Try it => The answer must be every line of the records below that contains the word "tournament".

(Records from a dataset)
//! Match (fixture between two teams) and MatchMap (one map within a match).

use crate::models::round::RoundId;
use crate::models::team::TeamId;
use chrono::{DateTime, Utc};
use serde::{Deserialize, Serialize};
use uuid::Uuid;

/// Unique identifier for a match.
pub type MatchId = Uuid;

/// Unique identifier for a match map.
pub type MapId = Uuid;

/// One map within a match. Order determines the map sequence; at most one
/// round can be linked, and at most one result exists per map.
#[derive(Clone, Debug, Eq, PartialEq, Serialize, Deserialize)]
pub struct MatchMap {
    pub id: MapId,
    pub map_name: String,
    /// Zero-based position within the match's map list.
    pub order: u32,
    /// The concrete played round this map corresponds to, once known.
    pub round_id: Option<RoundId>,
    /// Manual pre-assignment: this tournament team played round side 1.
    pub team_id: Option<TeamId>,
}

impl MatchMap {
    pub fn new(map_name: impl Into<String>, order: u32) -> Self {
        Self {
            id: Uuid::new_v4(),
            map_name: map_name.into(),
            order,
            round_id: None,
            team_id: None,
        }
    }
}

/// A tournament fixture between two registered teams, spanning one or more maps.
#[derive(Clone, Debug, Eq, PartialEq, Serialize, Deserialize)]
pub struct Match {
    pub id: MatchId,
    pub team1_id: TeamId,
    pub team2_id: TeamId,
    pub scheduled: DateTime<Utc>,
    /// Optional game-server reference (address or label).
    pub server: Option<String>,
    /// Free-form grouping label, e.g. "Week 1". None = unscheduled week.
    pub week: Option<String>,
    /// Ordered map list.
    pub maps: Vec<MatchMap>,
}

impl Match {
    pub fn new(team1_id: TeamId, team2_id: TeamId, scheduled: DateTime<Utc>) -> Self {
        Self {
            id: Uuid::new_v4(),
            team1_id,
            team2_id,
            scheduled,
            server: None,
            week: None,
            maps: Vec::new(),
        }
    }

    /// Whether the given team is one of this match's two teams.
    pub fn involves(&self, team_id: TeamId) -> bool {
        self.team1_id == team_id || self.team2_id == team_id
    }

    /// The match's other team, given one of its two teams.
    pub fn other_team(&self, team_id: TeamId) -> Option<TeamId> {
        if team_id == self.team1_id {
            Some(self.team2_id)
        } else if team_id == self.team2_id {
            Some(self.team1_id)
        } else {
            None
        }
    }

    /// Append a map at the end of the sequence, returning its id.
    pub fn add_map(&mut self, map_name: impl Into<String>) -> MapId {
        let order = self.maps.len() as u32;
        let map = MatchMap::new(map_name, order);
        let id = map.id;
        self.maps.push(map);
        id
    }

    pub fn get_map(&self, map_id: MapId) -> Option<&MatchMap> {
        self.maps.iter().find(|m| m.id == map_id)
    }

    pub fn get_map_mut(&mut self, map_id: MapId) -> Option<&mut MatchMap> {
        self.maps.iter_mut().find(|m| m.id == map_id)
    }
}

Written solution =>
    /// Manual pre-assignment: this tournament team played round side 1.
/// A tournament fixture between two registered teams, spanning one or more maps.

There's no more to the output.